## Exercise data
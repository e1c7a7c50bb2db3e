//! Key/value persistence on top of the `kv` table.

use crate::db::log::ttlog_quiet;
use crate::db::pool::DbPool;
use crate::errors::AppResult;
use chrono::Utc;
use rusqlite::{OptionalExtension, params};

/// Durable string store.
///
/// Reads after writes within one process observe the written value.
/// `set_many` commits all entries or none.
pub trait KvStore {
    fn get(&self, key: &str) -> AppResult<Option<String>>;

    fn set_many(&self, entries: &[(String, String)]) -> AppResult<()>;

    fn remove(&self, key: &str) -> AppResult<()>;

    fn set(&self, key: &str, value: &str) -> AppResult<()> {
        self.set_many(&[(key.to_string(), value.to_string())])
    }

    /// Append a line to the internal audit log, if the store keeps one.
    fn audit(&self, _operation: &str, _target: &str, _message: &str) {}
}

/// SQLite-backed [`KvStore`].
pub struct SqliteKv {
    pool: DbPool,
}

impl SqliteKv {
    pub fn new(pool: DbPool) -> Self {
        Self { pool }
    }

    pub fn pool(&self) -> &DbPool {
        &self.pool
    }

    /// Keys starting with `prefix`, sorted.
    pub fn keys_with_prefix(&self, prefix: &str) -> AppResult<Vec<String>> {
        let mut stmt = self
            .pool
            .conn
            .prepare_cached("SELECT key FROM kv WHERE substr(key, 1, ?2) = ?1 ORDER BY key")?;
        let rows = stmt.query_map(params![prefix, prefix.chars().count() as i64], |row| {
            row.get::<_, String>(0)
        })?;

        let mut out = Vec::new();
        for r in rows {
            out.push(r?);
        }
        Ok(out)
    }
}

impl KvStore for SqliteKv {
    fn get(&self, key: &str) -> AppResult<Option<String>> {
        let mut stmt = self
            .pool
            .conn
            .prepare_cached("SELECT value FROM kv WHERE key = ?1")?;
        let value = stmt
            .query_row([key], |row| row.get::<_, String>(0))
            .optional()?;
        Ok(value)
    }

    fn set_many(&self, entries: &[(String, String)]) -> AppResult<()> {
        let now = Utc::now().to_rfc3339();
        let tx = self.pool.conn.unchecked_transaction()?;
        {
            let mut stmt = tx.prepare_cached(
                "INSERT INTO kv (key, value, updated_at) VALUES (?1, ?2, ?3)
                 ON CONFLICT(key) DO UPDATE SET value = excluded.value, updated_at = excluded.updated_at",
            )?;
            for (key, value) in entries {
                stmt.execute(params![key, value, now])?;
            }
        }
        tx.commit()?;
        Ok(())
    }

    fn remove(&self, key: &str) -> AppResult<()> {
        self.pool
            .conn
            .execute("DELETE FROM kv WHERE key = ?1", [key])?;
        Ok(())
    }

    fn audit(&self, operation: &str, target: &str, message: &str) {
        ttlog_quiet(&self.pool.conn, operation, target, message);
    }
}
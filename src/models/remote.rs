//! Payloads exchanged with the remote punch API.

use super::location::GeoFix;
use super::punch::PunchRecord;
use super::punch_type::PunchType;
use chrono::{DateTime, NaiveDateTime, Utc};
use serde::{Deserialize, Deserializer, Serialize};

/// Timestamp layout used on the wire: ISO-8601 without zone designator.
/// The value is always UTC.
pub const INSTANT_FORMAT: &str = "%Y-%m-%dT%H:%M:%S%.3f";

#[derive(Debug, Clone, PartialEq, Serialize)]
#[serde(rename_all = "camelCase")]
pub struct PunchSubmissionItem {
    pub instant: String,
    #[serde(rename = "type")]
    pub kind: PunchType,
    pub longitude: f64,
    pub latitude: f64,
    pub precision: f64,
    pub reason_code: String,
}

impl PunchSubmissionItem {
    pub fn from_record(record: &PunchRecord, reason_code: &str) -> Self {
        let fix = record.location.unwrap_or(GeoFix::new(0.0, 0.0, 0.0));
        Self {
            instant: format_instant(&record.time),
            kind: record.kind,
            longitude: fix.longitude,
            latitude: fix.latitude,
            precision: fix.precision,
            reason_code: reason_code.to_string(),
        }
    }
}

/// Batch body of `POST /punches`.
#[derive(Debug, Clone, PartialEq, Serialize)]
#[serde(rename_all = "camelCase")]
pub struct PunchSubmission {
    pub list_of_punches: Vec<PunchSubmissionItem>,
}

impl PunchSubmission {
    pub fn from_records(records: &[PunchRecord], reason_code: &str) -> Self {
        Self {
            list_of_punches: records
                .iter()
                .map(|r| PunchSubmissionItem::from_record(r, reason_code))
                .collect(),
        }
    }

    pub fn len(&self) -> usize {
        self.list_of_punches.len()
    }

    pub fn is_empty(&self) -> bool {
        self.list_of_punches.is_empty()
    }
}

/// One entry of `GET /punches?employeeId=…`.
#[derive(Debug, Clone, PartialEq, Deserialize)]
pub struct RemotePunch {
    #[serde(deserialize_with = "deserialize_instant")]
    pub instant: DateTime<Utc>,
    #[serde(rename = "type")]
    pub kind: PunchType,
}

impl RemotePunch {
    pub fn new(kind: PunchType, instant: DateTime<Utc>) -> Self {
        Self { instant, kind }
    }
}

#[derive(Debug, Clone, PartialEq, Deserialize)]
pub struct AuthResponse {
    pub token: String,
}

#[derive(Debug, Clone, PartialEq, Deserialize)]
#[serde(rename_all = "camelCase")]
pub struct UserProfile {
    pub employee_id: i64,
}

pub fn format_instant(t: &DateTime<Utc>) -> String {
    t.naive_utc().format(INSTANT_FORMAT).to_string()
}

/// Accepts both `2025-03-03T08:00:00.000` and `2025-03-03T08:00:00Z`.
pub fn parse_instant(s: &str) -> Option<DateTime<Utc>> {
    if let Ok(dt) = DateTime::parse_from_rfc3339(s) {
        return Some(dt.with_timezone(&Utc));
    }
    NaiveDateTime::parse_from_str(s, "%Y-%m-%dT%H:%M:%S%.f")
        .ok()
        .map(|n| n.and_utc())
}

fn deserialize_instant<'de, D>(deserializer: D) -> Result<DateTime<Utc>, D::Error>
where
    D: Deserializer<'de>,
{
    let raw = String::deserialize(deserializer)?;
    parse_instant(&raw)
        .ok_or_else(|| serde::de::Error::custom(format!("invalid instant: {raw}")))
}
use serde::{Deserialize, Serialize};

/// Place label recorded when no reverse-geocoded name is available.
pub const UNKNOWN_PLACE: &str = "unknown";

/// A single position reading.
///
/// A punch without a reading carries `None` instead of a zeroed fix, so
/// "location unavailable" never looks like a punch at (0, 0).
#[derive(Debug, Clone, Copy, PartialEq, Serialize, Deserialize)]
pub struct GeoFix {
    pub longitude: f64,
    pub latitude: f64,
    /// Horizontal accuracy in meters
    #[serde(default)]
    pub precision: f64,
}

impl GeoFix {
    pub fn new(longitude: f64, latitude: f64, precision: f64) -> Self {
        Self {
            longitude,
            latitude,
            precision,
        }
    }
}

/// Outcome of a location-availability check.
#[derive(Debug, Clone, PartialEq, Eq)]
pub enum LocationStatus {
    Available,
    ServicesDisabled,
    PermissionDenied,
    /// The check itself failed; treated like an unavailable service.
    CheckFailed(String),
}

impl LocationStatus {
    pub fn is_available(&self) -> bool {
        matches!(self, LocationStatus::Available)
    }

    pub fn describe(&self) -> String {
        match self {
            LocationStatus::Available => "location available".to_string(),
            LocationStatus::ServicesDisabled => "location services disabled".to_string(),
            LocationStatus::PermissionDenied => "location permission revoked".to_string(),
            LocationStatus::CheckFailed(e) => format!("location check failed: {e}"),
        }
    }
}
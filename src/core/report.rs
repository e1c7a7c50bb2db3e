use crate::core::calculator::weekly::{WeeklyReport, weekly_report};
use crate::core::context::AppContext;
use crate::core::session::Session;
use crate::errors::AppResult;
use crate::utils::table::{Column, Table};
use crate::utils::time::format_hms;
use chrono::{FixedOffset, NaiveDate};
use csv::Writer;
use std::path::Path;

pub struct ReportLogic;

impl ReportLogic {
    /// Fetch the remote history and aggregate the week containing `any_day`.
    pub fn weekly(ctx: &AppContext, session: &Session, any_day: NaiveDate) -> AppResult<WeeklyReport> {
        let employee_id = session.employee_id()?;
        let punches = ctx.api.fetch_history(&session.token, employee_id)?;
        tracing::debug!(employee_id, count = punches.len(), "history fetched");
        Ok(weekly_report(&punches, any_day, &ctx.clock.offset()))
    }

    pub fn render(report: &WeeklyReport, offset: &FixedOffset) -> String {
        let mut table = Table::new(vec![
            Column::new("Day", 16),
            Column::new("IN", 9),
            Column::new("OUT", 9),
            Column::new("Worked", 12),
        ]);

        for day in &report.days {
            let label = day.day.format("%a %Y-%m-%d").to_string();
            if day.pairs.is_empty() {
                table.add_row(vec![label, "-".into(), "-".into(), format_hms(0)]);
                continue;
            }
            for (i, p) in day.pairs.iter().enumerate() {
                table.add_row(vec![
                    if i == 0 { label.clone() } else { String::new() },
                    p.start.with_timezone(offset).format("%H:%M:%S").to_string(),
                    p.end.with_timezone(offset).format("%H:%M:%S").to_string(),
                    format_hms(p.duration_seconds),
                ]);
            }
            if day.pairs.len() > 1 {
                table.add_row(vec![
                    String::new(),
                    String::new(),
                    "total".into(),
                    format_hms(day.total_seconds),
                ]);
            }
        }

        let mut out = table.render();
        out.push_str(&format!("\nWeek total: {}\n", format_hms(report.total_seconds)));
        if report.open_in {
            out.push_str("Open IN without OUT not counted.\n");
        }
        out
    }

    /// One line per pair; days without work are omitted.
    pub fn write_csv(path: &Path, report: &WeeklyReport, offset: &FixedOffset) -> AppResult<()> {
        let mut wtr = Writer::from_path(path)?;

        wtr.write_record(["date", "in", "out", "seconds", "worked"])?;

        for day in &report.days {
            for p in &day.pairs {
                wtr.write_record(&[
                    day.day.format("%Y-%m-%d").to_string(),
                    p.start.with_timezone(offset).to_rfc3339(),
                    p.end.with_timezone(offset).to_rfc3339(),
                    p.duration_seconds.to_string(),
                    format_hms(p.duration_seconds),
                ])?;
            }
        }

        wtr.flush()?;
        Ok(())
    }
}
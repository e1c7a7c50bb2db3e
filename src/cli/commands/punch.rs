use crate::cli::parser::Commands;
use crate::config::Config;
use crate::core::context::AppContext;
use crate::core::state_machine::{IgnoredReason, PunchOrigin, Transition};
use crate::errors::{AppError, AppResult};
use crate::models::punch_type::PunchType;
use crate::ui::messages;

pub fn handle(cmd: &Commands, cfg: &Config) -> AppResult<()> {
    if let Commands::Punch { direction } = cmd {
        let kind = PunchType::from_str_loose(direction)
            .ok_or_else(|| AppError::InvalidPunchType(direction.clone()))?;

        let ctx = AppContext::from_config(cfg, false)?;
        let session = ctx.sessions().current()?;
        let machine = ctx.machine(&session.login);

        let transition = match kind {
            PunchType::In => machine.punch_in()?,
            PunchType::Out => machine.punch_out(PunchOrigin::Manual)?,
        };

        match transition {
            Transition::Recorded(record) => {
                if record.location.is_none() {
                    messages::warning("No location available: punch recorded without position.");
                }
            }
            Transition::Ignored(IgnoredReason::AlreadyIn) => {
                messages::warning("Already punched IN: nothing recorded.")
            }
            Transition::Ignored(IgnoredReason::AlreadyOut) => {
                messages::warning("Already punched OUT: nothing recorded.")
            }
            Transition::Ignored(IgnoredReason::Busy) => {
                messages::warning("Another punch is in progress.")
            }
        }
    }
    Ok(())
}
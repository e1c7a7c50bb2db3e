use predicates::prelude::PredicateBooleanExt;
use predicates::str::contains;

mod common;
use common::{rp, rp_in, seed_session, setup_home, setup_test_db};

fn init(home: &str, db: &str) {
    rp_in(home, db).args(["--test", "init"]).assert().success();
}

#[test]
fn init_creates_the_database() {
    let db = setup_test_db("cli_init");
    let home = setup_home("cli_init", &db);

    rp_in(&home, &db)
        .args(["--test", "init"])
        .assert()
        .success()
        .stdout(contains("Database initialized"));

    rp_in(&home, &db)
        .args(["db", "--info", "--check"])
        .assert()
        .success()
        .stdout(contains("20250301_0001_create_kv").and(contains("Integrity check passed")));
}

#[test]
fn config_check_reports_defaults_in_use() {
    let db = setup_test_db("cli_config");
    let home = setup_home("cli_config", &db);

    rp_in(&home, &db)
        .args(["config", "--check"])
        .assert()
        .success()
        .stdout(contains("sync_checkpoints"));

    rp_in(&home, &db)
        .args(["config", "--print"])
        .assert()
        .success()
        .stdout(contains("api_base_url").and(contains("09:50")));
}

#[test]
fn punch_requires_a_session() {
    let db = setup_test_db("cli_no_session");
    let home = setup_home("cli_no_session", &db);
    init(&home, &db);

    rp_in(&home, &db)
        .args(["punch", "in"])
        .assert()
        .failure()
        .stderr(contains("Not signed in"));
}

#[test]
fn punch_rejects_unknown_direction() {
    let db = setup_test_db("cli_bad_direction");
    let home = setup_home("cli_bad_direction", &db);
    init(&home, &db);
    seed_session(&db, "alice");

    rp_in(&home, &db)
        .args(["punch", "sideways"])
        .assert()
        .failure()
        .stderr(contains("Invalid punch type"));
}

#[test]
fn punch_in_then_today_shows_it() {
    let db = setup_test_db("cli_punch_today");
    let home = setup_home("cli_punch_today", &db);
    init(&home, &db);
    seed_session(&db, "alice");

    rp_in(&home, &db)
        .args(["punch", "in"])
        .assert()
        .success()
        .stdout(contains("You punched IN at"));

    rp_in(&home, &db)
        .args(["punch", "in"])
        .assert()
        .success()
        .stdout(contains("Already punched IN"));

    rp_in(&home, &db)
        .arg("today")
        .assert()
        .success()
        .stdout(
            contains("Punched IN")
                .and(contains("unknown"))
                .and(contains("1 punch(es) waiting")),
        );
}

#[test]
fn tick_forces_punch_out_when_location_is_off() {
    let db = setup_test_db("cli_tick_forced");
    let home = setup_home("cli_tick_forced", &db);
    init(&home, &db);
    seed_session(&db, "alice");

    rp_in(&home, &db).args(["punch", "in"]).assert().success();
    rp_in(&home, &db)
        .args(["device", "location", "off"])
        .assert()
        .success();

    // server unreachable: still exits 0
    rp_in(&home, &db).arg("tick").assert().success();

    rp_in(&home, &db)
        .arg("today")
        .assert()
        .success()
        .stdout(contains("Punched OUT").and(contains("2 punch(es) waiting")));

    rp_in(&home, &db)
        .args(["log", "--print", "--op", "notify"])
        .assert()
        .success()
        .stdout(contains("Automatic punch OUT"));
}

#[test]
fn tick_without_session_succeeds() {
    let db = setup_test_db("cli_tick_idle");
    let home = setup_home("cli_tick_idle", &db);
    init(&home, &db);

    rp_in(&home, &db).arg("tick").assert().success();
}

#[test]
fn device_fix_is_used_for_punches() {
    let db = setup_test_db("cli_device_fix");
    let home = setup_home("cli_device_fix", &db);
    init(&home, &db);

    rp_in(&home, &db)
        .args(["device", "fix", "--lat", "41.9028", "--lon", "12.4964"])
        .assert()
        .success();
    rp_in(&home, &db)
        .args(["device", "permission", "denied"])
        .assert()
        .success();

    rp_in(&home, &db)
        .args(["device", "show"])
        .assert()
        .success()
        .stdout(
            contains("device_fix")
                .and(contains("41.9028"))
                .and(contains("denied")),
        );
}

#[test]
fn sync_offline_keeps_punches() {
    let db = setup_test_db("cli_sync_offline");
    let home = setup_home("cli_sync_offline", &db);
    init(&home, &db);
    seed_session(&db, "alice");

    rp_in(&home, &db).args(["punch", "in"]).assert().success();
    rp_in(&home, &db)
        .args(["sync", "--now"])
        .assert()
        .success()
        .stdout(contains("Server unreachable"));
}

#[test]
fn version_flag_works() {
    rp().arg("--version")
        .assert()
        .success()
        .stdout(contains("rpunch"));
}
use crate::errors::{AppError, AppResult};
use crate::models::location::GeoFix;
use serde::Deserialize;
use std::time::Duration;

pub trait Geocoder {
    /// Human readable place name for a position.
    fn reverse(&self, fix: &GeoFix) -> AppResult<String>;
}

#[derive(Debug, Deserialize)]
struct ReverseResponse {
    display_name: Option<String>,
}

/// Nominatim-compatible reverse geocoder.
pub struct NominatimGeocoder {
    base_url: String,
    user_agent: String,
    agent: ureq::Agent,
}

impl NominatimGeocoder {
    pub fn new(base_url: &str, user_agent: &str, connect: Duration, request: Duration) -> Self {
        let agent = ureq::AgentBuilder::new()
            .timeout_connect(connect)
            .timeout_read(request)
            .timeout_write(request)
            .build();
        Self {
            base_url: base_url.trim_end_matches('/').to_string(),
            user_agent: user_agent.to_string(),
            agent,
        }
    }
}

impl Geocoder for NominatimGeocoder {
    fn reverse(&self, fix: &GeoFix) -> AppResult<String> {
        if !fix.latitude.is_finite() || !fix.longitude.is_finite() {
            return Err(AppError::Location("latitude or longitude is not a number".into()));
        }

        let url = format!("{}/reverse", self.base_url);
        let resp = self
            .agent
            .get(&url)
            .query("lat", &fix.latitude.to_string())
            .query("lon", &fix.longitude.to_string())
            .query("format", "json")
            .set("user-agent", &self.user_agent)
            .call()
            .map_err(|e| AppError::remote(None, format!("reverse geocoding failed: {e}")))?;

        let body: ReverseResponse = resp
            .into_json()
            .map_err(|e| AppError::remote(None, format!("invalid geocoder response: {e}")))?;

        body.display_name
            .ok_or_else(|| AppError::Location("address not found".into()))
    }
}
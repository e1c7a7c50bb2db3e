use crate::cli::parser::Commands;
use crate::config::Config;
use crate::core::log::LogLogic;
use crate::db::initialize::open_db;
use crate::errors::AppResult;

pub fn handle(cmd: &Commands, cfg: &Config) -> AppResult<()> {
    if let Commands::Log {
        print: true,
        operation,
    } = cmd
    {
        let pool = open_db(&cfg.database)?;
        LogLogic::print_log(&pool, operation.as_deref())?;
    }

    Ok(())
}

## Work order
Which lines above contain "latitude"? Show each of them.

## Completed exercise
    pub latitude: f64,
            latitude: fix.latitude,
    pub latitude: f64,
    pub fn new(longitude: f64, latitude: f64, precision: f64) -> Self {
            latitude,
        if !fix.latitude.is_finite() || !fix.longitude.is_finite() {
            return Err(AppError::Location("latitude or longitude is not a number".into()));
            .query("lat", &fix.latitude.to_string())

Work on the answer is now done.